Il compimento del vivere in tutti i suoi aspetti – pratico e teorico, quotidiano, spirituale – ci viene dato dall’empatia. Nell’empatia si produce un salto oltre ciò che possiamo vedere e sperimentare nel raggio d’azione della nostra coscienza che non annulla affatto il nostro io ma al contrario lo amplia e lo potenzia. L’empatia non può essere considerata solo un’avventura intellettuale e nemmeno esclusivamente un dispositivo di comprensione della mente altrui da attivarsi in situazioni di reciprocità; essa è piuttosto una scelta che possiamo compiere o meno, un’assunzione di responsabilità verso l’altro, un atto che si può sviluppare e affinare e che richiede un’elaborazione.

Dopo aver chiarito i presupposti teoretici ed etici della sua concezione di empatia, nella seconda parte del libro, l’autrice rinvia alla necessità di una pratica dell’empatia, intesa come “costante esercizio, che si muove attraverso errori, tentativi e correzioni di rotta, finalizzato allo sviluppo di una competenza nell’entrare in relazione, senza invadere lo spazio vitale dell’altro e senza lasciarsi schiacciare dalle sue esigenze”.

“Praticare l’empatia” significa far accadere l’empatia in quanto capacità umana di sentire, di istaurare un contatto, uno scambio e, di conseguenza, di “gestire attivamente la relazione” con l’altro, il che implica necessariamente il “viversi come persone per riconoscere negli altri la qualità di persone”. Da qui l’illustrazione di un percorso di “esercizi di empatia”, che parte innanzitutto dall’esigenza di un esercizio di familiarità con se stessi e con il proprio corpo, per poi “rendersi conto”, grazie all’immaginazione, dell’altro.

La pratica dell’empatia, enfatizza tuttavia l’autrice, può essere soggetta a fallimenti nel momento in cui un atto empatico non riesce a compiersi, rimane superficiale o incontra ostacoli insormontabili.
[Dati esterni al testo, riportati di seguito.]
//! Data model for the SRL compiler.
//!
//! The pipeline moves through three representations: the [`Token`] tree
//! produced by the structural parser, the [`Resolved`] node sequence produced
//! by the resolver, and the regex fragments accumulated by the
//! [`Builder`](crate::builder::Builder). Command recognition is driven by the
//! static [`COMMANDS`] table; every recognized phrase maps to one canonical
//! [`Op`] carrying its parameter [`Policy`].

use serde::Serialize;

/// One element of the structural parse tree.
#[derive(Debug, Clone, PartialEq, Eq)]
pub enum Token {
    /// A plain text span, to be resolved into commands and parameters.
    Text(String),
    /// The content of one matched parenthesis pair.
    Group(Vec<Token>),
    /// A quoted literal. Opaque: never re-tokenized or matched as a command.
    Literal(String),
}

/// Canonical operation identifiers. One variant per fluent builder method.
///
/// The vocabulary is a closed enum; dispatch is a `match` in the
/// interpreter.
#[derive(Debug, Clone, Copy, PartialEq, Eq, Serialize)]
pub enum Op {
    // Characters
    Literally,
    OneOf,
    NotOneOf,
    Letter,
    LetterFrom,
    UppercaseLetter,
    UppercaseLetterFrom,
    NotLetter,
    NotLetterFrom,
    NotUppercaseLetter,
    NotUppercaseLetterFrom,
    Digit,
    DigitFrom,
    NotDigit,
    NotDigitFrom,
    AnyCharacter,
    NoCharacter,
    Anything,
    NewLine,
    Whitespace,
    NoWhitespace,
    Tab,
    VerticalTab,
    Backslash,
    Raw,
    // Groups
    AnyOf,
    Capture,
    Until,
    IfFollowedBy,
    IfNotFollowedBy,
    IfAlreadyHad,
    IfNotAlreadyHad,
    // Quantifiers
    Optional,
    OnceOrMore,
    NeverOrMore,
    Once,
    Twice,
    Exactly,
    AtLeast,
    Between,
    FirstMatch,
    // Anchors
    BeginWith,
    MustEnd,
    // Modifiers
    CaseInsensitive,
    MultiLine,
    SingleLine,
    AllLazy,
    Unicode,
    All,
}

/// Operation category, used for tooling output and documentation.
///
/// Positional legality is enforced separately by the builder's grammar table;
/// the category here describes what kind of fragment an operation emits.
#[derive(Debug, Clone, Copy, PartialEq, Eq, Serialize)]
#[serde(rename_all = "lowercase")]
pub enum Category {
    Character,
    Group,
    Quantifier,
    Anchor,
    Modifier,
}

impl Op {
    /// The category this operation belongs to.
    pub fn category(self) -> Category {
        use Op::*;
        match self {
            Literally | OneOf | NotOneOf | Letter | LetterFrom | UppercaseLetter
            | UppercaseLetterFrom | NotLetter | NotLetterFrom | NotUppercaseLetter
            | NotUppercaseLetterFrom | Digit | DigitFrom | NotDigit | NotDigitFrom
            | AnyCharacter | NoCharacter | Anything | NewLine | Whitespace | NoWhitespace
            | Tab | VerticalTab | Backslash | Raw => Category::Character,
            AnyOf | Capture | Until | IfFollowedBy | IfNotFollowedBy | IfAlreadyHad
            | IfNotAlreadyHad => Category::Group,
            Optional | OnceOrMore | NeverOrMore | Once | Twice | Exactly | AtLeast | Between
            | FirstMatch => Category::Quantifier,
            BeginWith | MustEnd => Category::Anchor,
            CaseInsensitive | MultiLine | SingleLine | AllLazy | Unicode | All => {
                Category::Modifier
            }
        }
    }
}

/// Parameter policy applied to the raw trailing parameters of a command
/// before they are bound.
#[derive(Debug, Clone, Copy, PartialEq, Eq)]
pub enum Policy {
    /// The command takes no parameters at all.
    NoParams,
    /// Parameters are passed through unfiltered.
    Default,
    /// Drop the filler words "and", "times" and "time" (range commands).
    StripAnd,
    /// Drop the filler word "as" (naming commands).
    StripAs,
    /// Drop the filler word "to" (span commands).
    StripTo,
    /// Drop "times"/"time" and require at most one remaining parameter
    /// (repetition-count commands).
    StripTimes,
}

/// One entry of the command table: a recognized phrase bound to its canonical
/// operation and parameter policy.
#[derive(Debug)]
pub struct CommandSpec {
    /// The multi-word phrase recognized in a query.
    pub phrase: &'static str,
    /// The canonical operation the phrase names.
    pub op: Op,
    /// How raw trailing parameters are filtered before binding.
    pub policy: Policy,
}

const fn cmd(phrase: &'static str, op: Op, policy: Policy) -> CommandSpec {
    CommandSpec { phrase, op, policy }
}

/// The full command vocabulary.
///
/// Matching always prefers the phrase with the most matched words, so the
/// order here only matters for two phrases of equal word count: the earlier
/// entry wins. That tie-break is deliberate and must stay deterministic.
pub const COMMANDS: &[CommandSpec] = &[
    // Characters
    cmd("literally", Op::Literally, Policy::Default),
    cmd("one of", Op::OneOf, Policy::Default),
    cmd("not one of", Op::NotOneOf, Policy::Default),
    cmd("letter from", Op::LetterFrom, Policy::StripTo),
    cmd("letter", Op::Letter, Policy::NoParams),
    cmd("uppercase letter from", Op::UppercaseLetterFrom, Policy::StripTo),
    cmd("uppercase letter", Op::UppercaseLetter, Policy::NoParams),
    cmd("not letter from", Op::NotLetterFrom, Policy::StripTo),
    cmd("not letter", Op::NotLetter, Policy::NoParams),
    cmd("not uppercase letter from", Op::NotUppercaseLetterFrom, Policy::StripTo),
    cmd("not uppercase letter", Op::NotUppercaseLetter, Policy::NoParams),
    cmd("digit from", Op::DigitFrom, Policy::StripTo),
    cmd("digit", Op::Digit, Policy::NoParams),
    cmd("not digit from", Op::NotDigitFrom, Policy::StripTo),
    cmd("not digit", Op::NotDigit, Policy::NoParams),
    cmd("number from", Op::DigitFrom, Policy::StripTo),
    cmd("number", Op::Digit, Policy::NoParams),
    cmd("not number from", Op::NotDigitFrom, Policy::StripTo),
    cmd("not number", Op::NotDigit, Policy::NoParams),
    cmd("any character", Op::AnyCharacter, Policy::NoParams),
    cmd("no character", Op::NoCharacter, Policy::NoParams),
    cmd("anything", Op::Anything, Policy::NoParams),
    cmd("new line", Op::NewLine, Policy::NoParams),
    cmd("no whitespace", Op::NoWhitespace, Policy::NoParams),
    cmd("whitespace", Op::Whitespace, Policy::NoParams),
    cmd("tab", Op::Tab, Policy::NoParams),
    cmd("vertical tab", Op::VerticalTab, Policy::NoParams),
    cmd("backslash", Op::Backslash, Policy::NoParams),
    cmd("raw", Op::Raw, Policy::Default),
    // Groups
    cmd("any of", Op::AnyOf, Policy::Default),
    cmd("either of", Op::AnyOf, Policy::Default),
    cmd("capture", Op::Capture, Policy::StripAs),
    cmd("until", Op::Until, Policy::Default),
    cmd("if followed by", Op::IfFollowedBy, Policy::Default),
    cmd("if not followed by", Op::IfNotFollowedBy, Policy::Default),
    cmd("if already had", Op::IfAlreadyHad, Policy::Default),
    cmd("if not already had", Op::IfNotAlreadyHad, Policy::Default),
    // Quantifiers
    cmd("once or more", Op::OnceOrMore, Policy::NoParams),
    cmd("never or more", Op::NeverOrMore, Policy::NoParams),
    cmd("once", Op::Once, Policy::NoParams),
    cmd("twice", Op::Twice, Policy::NoParams),
    cmd("exactly", Op::Exactly, Policy::StripTimes),
    cmd("at least", Op::AtLeast, Policy::StripTimes),
    cmd("between", Op::Between, Policy::StripAnd),
    cmd("optional", Op::Optional, Policy::Default),
    cmd("first match", Op::FirstMatch, Policy::NoParams),
    // Anchors
    cmd("starts with", Op::BeginWith, Policy::NoParams),
    cmd("start with", Op::BeginWith, Policy::NoParams),
    cmd("begin with", Op::BeginWith, Policy::NoParams),
    cmd("begins with", Op::BeginWith, Policy::NoParams),
    cmd("must end", Op::MustEnd, Policy::NoParams),
    // Modifiers
    cmd("case insensitive", Op::CaseInsensitive, Policy::NoParams),
    cmd("multi line", Op::MultiLine, Policy::NoParams),
    cmd("single line", Op::SingleLine, Policy::NoParams),
    cmd("all lazy", Op::AllLazy, Policy::NoParams),
    cmd("unicode", Op::Unicode, Policy::NoParams),
    cmd("all", Op::All, Policy::NoParams),
    // "any" aliases "anything". Declared after "any character" and "any of";
    // those still win through the longest-match rule, this placement just
    // keeps the table readable.
    cmd("any", Op::Anything, Policy::NoParams),
];

/// One element of a resolved query sequence.
#[derive(Debug, Clone, PartialEq)]
pub enum Resolved {
    /// A recognized command, parameters still trailing as separate elements.
    Command(&'static CommandSpec),
    /// Residual text. Becomes a parameter of the preceding command, or fails
    /// resolution if left in command position.
    Text(String),
    /// An opaque quoted literal.
    Literal(String),
    /// A parenthesized sub-query.
    Group(Vec<Resolved>),
}

impl PartialEq for CommandSpec {
    fn eq(&self, other: &Self) -> bool {
        // Table entries are static and unique by phrase.
        std::ptr::eq(self, other)
    }
}

/// A parameter bound to a command after policy filtering.
#[derive(Debug, Clone, PartialEq)]
pub enum Param {
    /// A bare word, e.g. a repetition count or span bound.
    Text(String),
    /// An unwrapped quoted literal.
    Literal(String),
    /// A parenthesized sub-query, compiled recursively by the interpreter.
    Sequence(Vec<Resolved>),
}

impl Param {
    /// The textual value of this parameter, if it has one.
    pub fn as_str(&self) -> Option<&str> {
        match self {
            Param::Text(s) | Param::Literal(s) => Some(s),
            Param::Sequence(_) => None,
        }
    }
}
//! Error types for SRL.

use thiserror::Error;

/// Specific failure kind reported by the regex engine collaborator.
///
/// The kinds follow the PCRE family of error codes so that callers can tell
/// "the pattern was rejected" apart from "the engine hit a runtime limit".
#[derive(Debug, Clone, Copy, PartialEq, Eq)]
pub enum EngineErrorKind {
    /// The engine refused to compile the pattern.
    InvalidPattern,
    /// Internal engine error.
    Internal,
    /// Backtrack limit exhausted.
    BacktrackLimit,
    /// Recursion limit exhausted.
    RecursionLimit,
    /// Malformed encoded input data.
    BadEncoding,
    /// Offset did not point at a valid code point.
    BadOffset,
    /// JIT stack space exhausted.
    JitStack,
    /// Any other engine failure.
    Unknown,
}

#[derive(Debug, Error)]
pub enum SrlError {
    /// The query text is structurally broken (parse time).
    #[error("structural error: {0}")]
    Structural(String),

    /// The query contains an unknown command or invalid parameters (resolution time).
    #[error("syntax error: {0}")]
    Syntax(String),

    /// An operation was requested at a position where it makes no sense (assembly time).
    #[error("implementation error: {0}")]
    Implementation(String),

    /// The assembler was driven into an invalid state, e.g. by raw injection.
    #[error("builder error: {0}")]
    Builder(String),

    /// The regex engine rejected the compiled pattern or failed while matching.
    #[error("engine error ({kind:?}): {message}")]
    Engine {
        kind: EngineErrorKind,
        message: String,
    },
}

impl SrlError {
    /// Create a structural (parse time) error.
    pub fn structural(message: impl Into<String>) -> Self {
        Self::Structural(message.into())
    }

    /// Create a syntax (resolution time) error.
    pub fn syntax(message: impl Into<String>) -> Self {
        Self::Syntax(message.into())
    }

    /// Create an implementation (assembly time) error.
    pub fn implementation(message: impl Into<String>) -> Self {
        Self::Implementation(message.into())
    }

    /// Create a builder error.
    pub fn builder(message: impl Into<String>) -> Self {
        Self::Builder(message.into())
    }

    /// Create an engine error of the given kind.
    pub fn engine(kind: EngineErrorKind, message: impl Into<String>) -> Self {
        Self::Engine {
            kind,
            message: message.into(),
        }
    }

    /// The engine failure kind, if this is an engine error.
    pub fn engine_kind(&self) -> Option<EngineErrorKind> {
        match self {
            Self::Engine { kind, .. } => Some(*kind),
            _ => None,
        }
    }
}

/// Result type alias for SRL operations.
pub type SrlResult<T> = Result<T, SrlError>;
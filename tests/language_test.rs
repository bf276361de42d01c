use pretty_assertions::assert_eq;
use srl::Srl;

fn pattern(query: &str) -> String {
    Srl::new(query).expect("query should compile").pattern()
}

// ========================================================================
// Compilation
// ========================================================================

#[test]
fn test_optional_letter() {
    let srl = Srl::new("literally \"colo\", optional \"u\", literally \"r\"").unwrap();
    assert_eq!(srl.pattern(), "(?:colo)(?:(?:u))?(?:r)");
    assert!(srl.is_matching("my color is green").unwrap());
    assert!(srl.is_matching("my colour is green").unwrap());
    assert!(!srl.is_matching("my colouur is green").unwrap());
}

#[test]
fn test_anchored_digits_and_letters() {
    let srl = Srl::new("begin with digit exactly 2 times, letter at least 3 times").unwrap();
    assert_eq!(srl.pattern(), "^[0-9]{2}[a-z]{3,}");
    assert!(srl.is_matching("42abc").unwrap());
    assert!(!srl.is_matching("4abc").unwrap());
    assert!(!srl.is_matching("x42abc").unwrap());
}

#[test]
fn test_starts_with_alias() {
    let srl = Srl::new("starts with digit exactly 2 times, letter at least 3 time").unwrap();
    assert_eq!(srl.pattern(), "^[0-9]{2}[a-z]{3,}");
    assert!(srl.is_matching("12abc").unwrap());
    assert!(!srl.is_matching("1a").unwrap());
}

#[test]
fn test_website_url() {
    let srl = Srl::new(
        "begin with literally \"http\", optional \"s\", literally \"://\", \
         optional \"www.\", letter once or more, literally \".com\", must end",
    )
    .unwrap();
    assert_eq!(
        srl.pattern(),
        "^(?:http)(?:(?:s))?(?:://)(?:(?:www\\.))?[a-z]+(?:\\.com)$"
    );
    assert!(srl.is_matching("https://www.example.com").unwrap());
    assert!(srl.is_matching("http://example.com").unwrap());
    assert!(!srl.is_matching("htp://example.com").unwrap());
    assert!(!srl.is_matching("https://example.org").unwrap());
}

#[test]
fn test_group_quantified() {
    let srl = Srl::new("(literally \"foo\") twice").unwrap();
    assert_eq!(srl.pattern(), "(?:(?:foo)){2}");
    assert!(srl.is_matching("foofoo").unwrap());
    assert!(!srl.is_matching("foo").unwrap());
}

#[test]
fn test_spans_and_aliases() {
    assert_eq!(pattern("digit from 0 to 8"), "[0-8]");
    assert_eq!(pattern("number from 0 to 8"), "[0-8]");
    assert_eq!(pattern("not digit from 0 to 2"), "[^0-2]");
    assert_eq!(pattern("uppercase letter from A to F twice"), "[A-F]{2}");
    assert_eq!(pattern("letter between 3 and 5 times"), "[a-z]{3,5}");
    assert_eq!(pattern("letter at least 3 time"), "[a-z]{3,}");
}

#[test]
fn test_character_classes() {
    assert_eq!(pattern("one of \"abc\""), "[abc]");
    assert_eq!(pattern("not one of \"!@#/\""), "[^!@#/]");
    assert_eq!(pattern("any character"), "\\w");
    assert_eq!(pattern("no character"), "\\W");
    assert_eq!(pattern("whitespace"), "\\s");
    assert_eq!(pattern("no whitespace"), "\\S");
    assert_eq!(pattern("tab, new line, backslash"), "\\t\\n\\\\");
}

#[test]
fn test_alternation() {
    let srl = Srl::new("any of (literally \"gray\", literally \"grey\")").unwrap();
    assert_eq!(srl.pattern(), "(?:(?:gray)|(?:grey))");
    assert!(srl.is_matching("gray").unwrap());
    assert!(srl.is_matching("grey").unwrap());
    assert!(!srl.is_matching("groy").unwrap());

    assert_eq!(
        pattern("either of (literally \"a\", literally \"b\")"),
        "(?:(?:a)|(?:b))"
    );
}

#[test]
fn test_until_is_lazy() {
    let srl = Srl::new("begin with anything once or more, until \"m\"").unwrap();
    assert_eq!(srl.pattern(), "^.+?(?:m)");
    let found = srl.matches("team company").unwrap();
    assert_eq!(found[0].whole(), "team");
}

#[test]
fn test_lookahead() {
    let srl = Srl::new("capture (digit once or more), if followed by (literally \"px\")").unwrap();
    assert_eq!(srl.pattern(), "([0-9]+)(?=(?:px))");
    let found = srl.matches("20px wide, 30em tall").unwrap();
    assert_eq!(found.len(), 1);
    assert_eq!(found[0].whole(), "20");
}

#[test]
fn test_lookbehind() {
    let srl = Srl::new("capture (digit once or more), if already had (literally \"$\")").unwrap();
    assert_eq!(srl.pattern(), "(?<=(?:\\$))([0-9]+)");
    let found = srl.matches("$25 or 30 units").unwrap();
    assert_eq!(found.len(), 1);
    assert_eq!(found[0].whole(), "25");
}

#[test]
fn test_paramless_command_with_group() {
    let srl = Srl::new("begin with (digit twice) must end").unwrap();
    assert_eq!(srl.pattern(), "^(?:[0-9]{2})$");
    assert!(srl.is_matching("42").unwrap());
    assert!(!srl.is_matching("421").unwrap());
}

// ========================================================================
// Captures and match operations
// ========================================================================

#[test]
fn test_named_capture() {
    let srl = Srl::new(
        "literally \"color:\", whitespace, capture (letter once or more) as \"color\", \
         literally \".\"",
    )
    .unwrap();
    let found = srl.matches("color: orange.").unwrap();
    assert_eq!(found.len(), 1);
    assert_eq!(found[0].get("color"), Some("orange"));
    assert_eq!(found[0].position(0), Some("orange"));
}

#[test]
fn test_multiple_matches() {
    let srl = Srl::new("capture (letter once or more) as \"word\"").unwrap();
    let found = srl.matches("one two three").unwrap();
    let words: Vec<_> = found.iter().map(|m| m.get("word").unwrap()).collect();
    assert_eq!(words, vec!["one", "two", "three"]);
}

#[test]
fn test_replace() {
    let srl = Srl::new("digit once or more").unwrap();
    assert_eq!(srl.replace("#", "a1b22c333").unwrap(), "a#b#c#");
}

#[test]
fn test_replace_with_callback() {
    let srl = Srl::new("letter once or more").unwrap();
    let out = srl
        .replace_with(|m| m.whole().to_uppercase(), "ab 12 cd")
        .unwrap();
    assert_eq!(out, "AB 12 CD");
}

#[test]
fn test_split() {
    let srl = Srl::new("literally \",\"").unwrap();
    assert_eq!(srl.split("a,b,,c").unwrap(), vec!["a", "b", "", "c"]);
}

#[test]
fn test_filter() {
    let srl = Srl::new("digit once or more").unwrap();
    let kept = srl.filter("N", &["a1", "bb", "2c3"]).unwrap();
    assert_eq!(kept, vec!["aN", "NcN"]);
}

// ========================================================================
// Modifiers and rendering
// ========================================================================

#[test]
fn test_case_insensitive_modifier() {
    let srl = Srl::new("literally \"foo\", case insensitive").unwrap();
    assert_eq!(srl.modifiers(), "i");
    assert!(srl.is_matching("FOO").unwrap());
}

#[test]
fn test_delimited_rendering() {
    let srl = Srl::new("literally \"fo/o\", case insensitive").unwrap();
    assert_eq!(srl.get("/").unwrap(), "/(?:fo\\/o)/i");
    assert_eq!(srl.get("").unwrap(), "(?:fo/o)");
}

// ========================================================================
// Failure modes
// ========================================================================

#[test]
fn test_error_messages() {
    let err = Srl::new("capture (letter").unwrap_err();
    assert!(err.to_string().contains("non-matching parenthesis"));

    let err = Srl::new("literally \"open").unwrap_err();
    assert!(err.to_string().contains("unterminated string literal"));

    let err = Srl::new("something unknown").unwrap_err();
    assert!(err.to_string().contains("unexpected statement"));

    let err = Srl::new("digit exactly x times").unwrap_err();
    assert!(err.to_string().contains("invalid parameter given"));

    let err = Srl::new("begin with once or more").unwrap_err();
    assert!(err.to_string().contains("not allowed after an anchor"));
}
//! srl — the SRL CLI
//!
//! Compile English-like queries into regular expressions.
//!
//! # Usage
//!
//! ```bash
//! # Compile a query
//! srl 'begin with digit exactly 2 times, letter at least 3 times'
//!
//! # Test subjects against it
//! srl 'capture (letter once or more) as "word"' --test "hello world"
//!
//! # Render with a delimiter
//! srl 'literally "foo", case insensitive' --delimiter /
//! ```

use anyhow::Result;
use clap::{Parser, Subcommand, ValueEnum};
use colored::*;
use srl::ast::{Resolved, COMMANDS};
use srl::Srl;

#[derive(Parser)]
#[command(name = "srl")]
#[command(version = "0.1.0")]
#[command(about = "Simple Regex Language — write regular expressions in plain English", long_about = None)]
#[command(after_help = "EXAMPLES:
    srl 'begin with digit exactly 2 times, letter at least 3 times'
    srl 'capture (anything once or more) as \"value\"' --test 'color:orange'
    srl 'literally \"colo\", optional \"u\", literally \"r\"' --delimiter /")]
struct Cli {
    /// The SRL query to compile
    query: Option<String>,

    /// Subjects to test against the compiled pattern (repeatable)
    #[arg(short, long)]
    test: Vec<String>,

    /// Wrap the pattern in this delimiter, with modifiers appended
    #[arg(short, long)]
    delimiter: Option<String>,

    /// Output format
    #[arg(short, long, value_enum, default_value = "plain")]
    format: OutputFormat,

    /// Verbose output
    #[arg(short, long)]
    verbose: bool,

    #[command(subcommand)]
    command: Option<Commands>,
}

#[derive(Clone, ValueEnum)]
enum OutputFormat {
    Plain,
    Json,
}

#[derive(Subcommand)]
enum Commands {
    /// Parse and explain an SRL query
    Explain {
        /// The SRL query to explain
        query: String,
    },
    /// Show the command vocabulary
    Vocabulary,
}

fn main() {
    let cli = Cli::parse();

    match &cli.command {
        Some(Commands::Explain { query }) => explain_query(query),
        Some(Commands::Vocabulary) => show_vocabulary(),
        None => {
            if let Some(query) = &cli.query {
                if let Err(e) = compile_query(query, &cli) {
                    eprintln!("{} {}", "Error:".red().bold(), e);
                    std::process::exit(1);
                }
            } else {
                println!("{}", "SRL — Simple Regex Language".cyan().bold());
                println!();
                println!("Usage: srl <QUERY> [OPTIONS]");
                println!();
                println!("Try: srl --help");
            }
        }
    }
}

fn compile_query(query: &str, cli: &Cli) -> Result<()> {
    if cli.verbose {
        println!("{} {}", "Input:".dimmed(), query.yellow());
    }

    let srl = Srl::new(query)?;
    let rendered = match &cli.delimiter {
        Some(delimiter) => srl.get(delimiter)?,
        None => srl.pattern(),
    };

    match cli.format {
        OutputFormat::Json => {
            let mut tests = Vec::new();
            for subject in &cli.test {
                tests.push(serde_json::json!({
                    "subject": subject,
                    "matched": srl.is_matching(subject)?,
                }));
            }
            let out = serde_json::json!({
                "query": srl.query(),
                "pattern": srl.pattern(),
                "modifiers": srl.modifiers(),
                "rendered": rendered,
                "tests": tests,
            });
            println!("{}", serde_json::to_string_pretty(&out)?);
        }
        OutputFormat::Plain => {
            println!("{}", rendered.white());

            if !cli.test.is_empty() {
                println!();
                for subject in &cli.test {
                    let matched = srl.is_matching(subject)?;
                    let mark = if matched {
                        "✓".green()
                    } else {
                        "✗".red()
                    };
                    println!("{} {}", mark, subject.yellow());
                }
            }
        }
    }

    Ok(())
}

fn explain_query(query: &str) {
    println!("{}", "SRL Query Explanation".cyan().bold());
    println!();
    println!("{} {}", "Query:".dimmed(), query.yellow());
    println!();

    match srl::parser::parse(query) {
        Ok(resolved) => {
            println!("{}", "Resolved Structure:".green().bold());
            print_resolved(&resolved, 1);

            match Srl::new(query) {
                Ok(srl) => {
                    println!();
                    println!("{}", "Compiled Pattern:".green().bold());
                    println!("  {}", srl.pattern().white());
                    if !srl.modifiers().is_empty() {
                        println!("  {} {}", "Modifiers:".dimmed(), srl.modifiers().cyan());
                    }
                }
                Err(e) => {
                    eprintln!();
                    eprintln!("{} {}", "Build Error:".red().bold(), e);
                }
            }
        }
        Err(e) => {
            eprintln!("{} {}", "Parse Error:".red().bold(), e);
        }
    }
}

fn print_resolved(sequence: &[Resolved], depth: usize) {
    let indent = "  ".repeat(depth);
    for node in sequence {
        match node {
            Resolved::Command(spec) => {
                println!(
                    "{indent}{} {}",
                    "•".dimmed(),
                    spec.phrase.cyan()
                );
            }
            Resolved::Text(text) => {
                println!("{indent}{} {}", "•".dimmed(), text.yellow());
            }
            Resolved::Literal(literal) => {
                println!("{indent}{} {:?}", "•".dimmed(), literal.yellow());
            }
            Resolved::Group(inner) => {
                println!("{indent}{} {}", "•".dimmed(), "group".white().bold());
                print_resolved(inner, depth + 1);
            }
        }
    }
}

fn show_vocabulary() {
    println!("{}", "SRL Command Vocabulary".cyan().bold());
    println!();

    println!(
        "{:28} {}",
        "Command".white().bold(),
        "Category".white().bold()
    );
    println!("{}", "─".repeat(40).dimmed());

    for spec in COMMANDS {
        let category = format!("{:?}", spec.op.category()).to_lowercase();
        println!("{:28} {}", spec.phrase.cyan(), category.dimmed());
    }
}
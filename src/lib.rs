//! SRL: write regular expressions in plain English.
//!
//! An SRL query like `begin with digit exactly 2 times, letter at least
//! 3 times` compiles to the regex `^[0-9]{2}[a-z]{3,}`. The same pattern can
//! be built through the fluent [`Builder`] API; both paths share one grammar,
//! so positionally invalid patterns are rejected before the regex engine ever
//! sees them.
//!
//! ```
//! use srl::Srl;
//!
//! let srl = Srl::new("capture (letter once or more) as \"word\"")?;
//! assert_eq!(srl.pattern(), "(?<word>[a-z]+)");
//! assert!(srl.is_matching("hello")?);
//! # Ok::<(), srl::SrlError>(())
//! ```

pub mod ast;
pub mod builder;
pub mod cache;
pub mod engine;
pub mod error;
pub mod interpreter;
pub mod matches;
pub mod parser;
pub mod srl;

pub use builder::Builder;
pub use cache::QueryCache;
pub use error::{EngineErrorKind, SrlError, SrlResult};
pub use matches::MatchGroup;
pub use srl::Srl;

pub mod prelude {
    pub use crate::ast::{Category, Op, Param, Policy, Resolved, Token};
    pub use crate::builder::Builder;
    pub use crate::cache::QueryCache;
    pub use crate::error::{EngineErrorKind, SrlError, SrlResult};
    pub use crate::interpreter::interpret;
    pub use crate::matches::MatchGroup;
    pub use crate::parser::parse;
    pub use crate::srl::Srl;
}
A riguardo, l’autrice distingue due tipi di fallimenti: “le illusioni dell’empatia” e “l’empatia negativa”. La prima si attiva nel momento in cui la propria percezione porta ad attribuire all’altro sentimenti che non prova tanto da non riuscire “a sentirlo”. Che cosa “vedo” in realtà quando vedo una persona triste? Non si tratta però di un errore congetturale o di uno scacco conoscitivo, ma di una resistenza all’accoglimento dell’altro che è sempre possibile superare rafforzando la pratica dell’empatia medesima, ossia non lasciando che la percezione dell’altro rimanga per così dire impalpabile, priva di effetti, non vissuta fino in fondo.

Nel caso “dell’empatia negativa”, invece, si cade nel dissidio col sentire altrui. Qui emergono due elementi fondamentali dell’atto empatico, ovvero il non essere vincolato a giudizi di valore sul sentire altrui e la permanente distinzione tra esperienze di soggetti diversi; l’empatia infatti comporta la volontà di comprendere l’altro, avvalendosi del tratto decisivo della distanza, senza identificazione o espressione di un giudizio di valore.